What happens after the pandemic eases?

May 13, 2020
It would be natural for network planners to start thinking about what happens once the pandemic eases – and whether their networking strategies need to be adjusted to accommodate some sort of “new normal” and whatever peaks from that new level may arise.

Cable operators generally have adjusted well to the bandwidth spikes caused by COVID-19 related stay-at-home strategies. They have been able to add capacity efficiently in most cases when needed. With the current situation appearing to be under control, it would be natural for network planners to start thinking about what happens once the pandemic eases – and whether their networking strategies need to be adjusted to accommodate some sort of “new normal” and whatever peaks from that new level may arise. And they must also consider whether to plan for events such the world is currently experiencing, whether that’s a second wave of COVID-19 cases in the short term or some unknown threat farther down the road.

Observers say that a “normal” day post-pandemic will look different than one at this time last year. There’s agreement that once bandwidth demand settles down, that level will be greater than networks experienced before COVID-19 arrived. “I think the new normal will not be like the current normal,” stated Tom Cloonan, CTO, Broadband Networks at CommScope. “It’s likely that there will be a lot more stay-at-home workers and stay-at-home students. So the network probably experienced a step function [bandwidth increase] in the last seven weeks that will not snap back down when there's a cure for coronavirus.
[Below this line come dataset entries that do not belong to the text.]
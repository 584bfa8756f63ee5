#![doc = include_str!("../README.md")]

pub mod config;
pub mod ctf;
pub mod error;
pub mod grid;
pub mod image;
pub mod noise;
pub mod orchestrator;
pub mod orientation;
pub mod raster;
pub mod rotate;
pub mod sink;
pub mod types;

// --- High-level re-exports -------------------------------------------------

pub use crate::error::{ImageGenError, Result};
pub use crate::grid::{GridParameters, ImageParams};
pub use crate::image::IntensityImage;
pub use crate::orchestrator::{run_worker, WorkerSummary};
pub use crate::orientation::OrientationSampler;
pub use crate::raster::{rasterize_dense, rasterize_serial, KernelMode, Rasterizer};
pub use crate::rotate::rotate;
pub use crate::sink::{FileSink, ImageSink, MemorySink};
pub use crate::types::{AtomSet, Image};

// --- Prelude ---------------------------------------------------------------

/// Small prelude for quick experiments.
///
/// ```no_run
/// use em_image_gen::prelude::*;
/// use nalgebra::Vector3;
///
/// # fn main() -> em_image_gen::Result<()> {
/// let atoms = AtomSet::from_positions(vec![Vector3::new(0.0, 0.0, 0.0)]);
/// let params = GridParameters::derive(ImageParams::default(), atoms.len())?;
/// let mut sampler = OrientationSampler::new(Some(1));
/// let q = sampler.sample();
/// let img = Rasterizer::new(4)?.rasterize(&rotate(&q, &atoms)?, &params);
/// println!("total intensity {:.4}", img.total());
/// # Ok(())
/// # }
/// ```
pub mod prelude {
    pub use crate::{
        rotate, AtomSet, GridParameters, ImageParams, IntensityImage, OrientationSampler,
        Rasterizer,
    };
}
It'll drop down a little, but it won't drop down to where it was.”

Cloonan said that operators with whom he’s spoken agree with this notion, although there isn’t consensus on where bandwidth levels will settle. “The step down is an interesting random variable that everybody has their own view on,” he explained. “In my spreadsheets right now I'm showing if it jumped up by x, I'm dropping it down by x/2. I have no proof that's right or wrong.
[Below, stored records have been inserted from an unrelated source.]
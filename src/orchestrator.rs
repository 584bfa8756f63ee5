//! Splits a run into per-worker image blocks and drives each image through
//! orientation → rotation → rasterization → (noise) → sink.
//!
//! Workers own disjoint contiguous index blocks of `n_imgs / world_size`
//! images and never communicate. Images past the last full block are not
//! generated by anyone.
use crate::config::{LaunchConfig, RunConfig};
use crate::ctf::CtfFilter;
use crate::error::{ImageGenError, Result};
use crate::grid::GridParameters;
use crate::noise::add_noise;
use crate::orientation::OrientationSampler;
use crate::raster::Rasterizer;
use crate::rotate::rotate;
use crate::sink::ImageSink;
use crate::types::{AtomSet, Image};
use log::{debug, info, warn};
use nalgebra::Quaternion;
use serde::Serialize;
use std::ops::Range;
use std::path::PathBuf;
use std::time::Instant;

/// Images handled by every worker; the remainder is dropped.
pub fn images_per_worker(n_imgs: usize, world_size: usize) -> Result<usize> {
    if world_size == 0 {
        return Err(ImageGenError::config("world size must be at least 1"));
    }
    let per = n_imgs / world_size;
    if per < 1 {
        return Err(ImageGenError::config(format!(
            "the number of images ({n_imgs}) must be at least the number of processes ({world_size})"
        )));
    }
    Ok(per)
}

/// Global image indices owned by `rank`.
pub fn worker_range(n_imgs: usize, world_size: usize, rank: usize) -> Result<Range<usize>> {
    let per = images_per_worker(n_imgs, world_size)?;
    if rank >= world_size {
        return Err(ImageGenError::config(format!(
            "rank {rank} is outside world size {world_size}"
        )));
    }
    let start = rank * per;
    Ok(start..start + per)
}

/// Output file of image `index`: `<prefix><index>.txt`.
pub fn image_path(prefix: &str, index: usize) -> PathBuf {
    PathBuf::from(format!("{prefix}{index}.txt"))
}

/// Per-worker seed so ranks sharing a base seed draw different streams.
fn worker_seed(seed: Option<u64>, rank: usize) -> Option<u64> {
    seed.map(|s| s.wrapping_add((rank as u64).wrapping_mul(0x9E37_79B9_7F4A_7C15)))
}

#[derive(Clone, Debug, Serialize)]
#[serde(rename_all = "camelCase")]
pub struct WorkerSummary {
    pub rank: usize,
    pub indices: Range<usize>,
    pub written: usize,
    pub threads: usize,
    pub elapsed_ms: f64,
}

/// Generate and hand off every image of this worker's block.
pub fn run_worker(
    config: &RunConfig,
    atoms: &AtomSet,
    launch: &LaunchConfig,
    sink: &mut dyn ImageSink,
) -> Result<WorkerSummary> {
    let start = Instant::now();
    let generation = &config.generation;
    let indices = worker_range(generation.n_imgs, launch.world_size, launch.rank)?;
    let dropped = generation.n_imgs % launch.world_size;
    if dropped > 0 && launch.rank == 0 {
        warn!(
            "{dropped} of {} requested images do not fill a worker block and are skipped",
            generation.n_imgs
        );
    }

    let params = GridParameters::derive(config.image, atoms.len())?;
    let rasterizer = Rasterizer::new(launch.threads)?;
    let ctf = generation
        .ctf
        .map(|p| CtfFilter::new(p, &params))
        .transpose()?;
    if let Some(filter) = &ctf {
        debug!("ctf: padded to {} px", filter.padded_size());
    }
    let mut sampler = OrientationSampler::new(worker_seed(generation.seed, launch.rank));
    info!(
        "worker {}/{}: images {}..{} ({} atoms, {} px, {} threads)",
        launch.rank,
        launch.world_size,
        indices.start,
        indices.end,
        atoms.len(),
        params.n_pixels(),
        rasterizer.threads()
    );

    let quats = if generation.with_rot {
        sampler.generate(indices.len())
    } else {
        vec![Quaternion::identity(); indices.len()]
    };
    // Without rotation every view is the same projection.
    let fixed = (!generation.with_rot)
        .then(|| rasterizer.rasterize_with(generation.kernel, atoms, &params));

    if launch.rank == 0 {
        info!("Generating images...");
    }
    let mut written = 0usize;
    for (index, quat) in indices.clone().zip(quats) {
        let img_start = Instant::now();
        let clean = match &fixed {
            Some(img) => img.clone(),
            None => {
                let rotated = rotate(&quat, atoms)?;
                rasterizer.rasterize_with(generation.kernel, &rotated, &params)
            }
        };
        let clean = match &ctf {
            Some(filter) => filter.apply(&clean, sampler.rng_mut()),
            None => clean,
        };
        let intensity = match generation.snr {
            Some(snr) => {
                add_noise(&clean, snr, generation.noise_radius_coef, sampler.rng_mut())?
            }
            None => clean,
        };
        let image = Image {
            index,
            fname: image_path(&config.output.img_pfx, index),
            quat,
            intensity,
        };
        sink.write(&image)?;
        written += 1;
        debug!(
            "image {index}: q=[{:.4}, {:.4}, {:.4}, {:.4}] in {:.3} ms",
            quat.w,
            quat.i,
            quat.j,
            quat.k,
            img_start.elapsed().as_secs_f64() * 1000.0
        );
    }
    if launch.rank == 0 {
        info!("...done");
    }

    Ok(WorkerSummary {
        rank: launch.rank,
        indices,
        written,
        threads: rasterizer.threads(),
        elapsed_ms: start.elapsed().as_secs_f64() * 1000.0,
    })
}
“I think that's aggressive. I think it will be more people go back to work than 50% of those that are at home,” Cloonan admitted. “I know if we build systems that can support that bandwidth going forward in the future, we're safe and when the whole [return] event does occur, we can correct that ‘knob’ that I put into the spreadsheets. I think all the operators are doing the same thing.”

Jeff Heynan, senior research director, Broadband Access and Home Networking at Dell’Oro Group, is seeing similar activity. “Some operators are definitely factoring in a range of percentage of workers who do not return to their office this year and instead continue to work from home or work from micro-offices with smaller groups. They are using these models to help plan for new equipment deployments, node splits, and where they might need to upgrade CPE in bulk to support sustained higher bandwidth requirements,” he explained. “For example, I know of at least one or two cable operators that are going to move up the node splits they had planned across 2020 and 2021 into this year.”

Cloonan also foresees more operators performing node splits and upstream mid-splits and high-splits once things calm down. “Node splits, mid-splits, and high-splits are more aimed at the realization that we barely snuck by this time, let's be honest,” he said. “We know that bandwidth continues to grow, and we can't just sit on the network as it is. We're not going to get lucky if this were to happen two years from now. We wouldn't sneak by. Then we would bang our head hard.”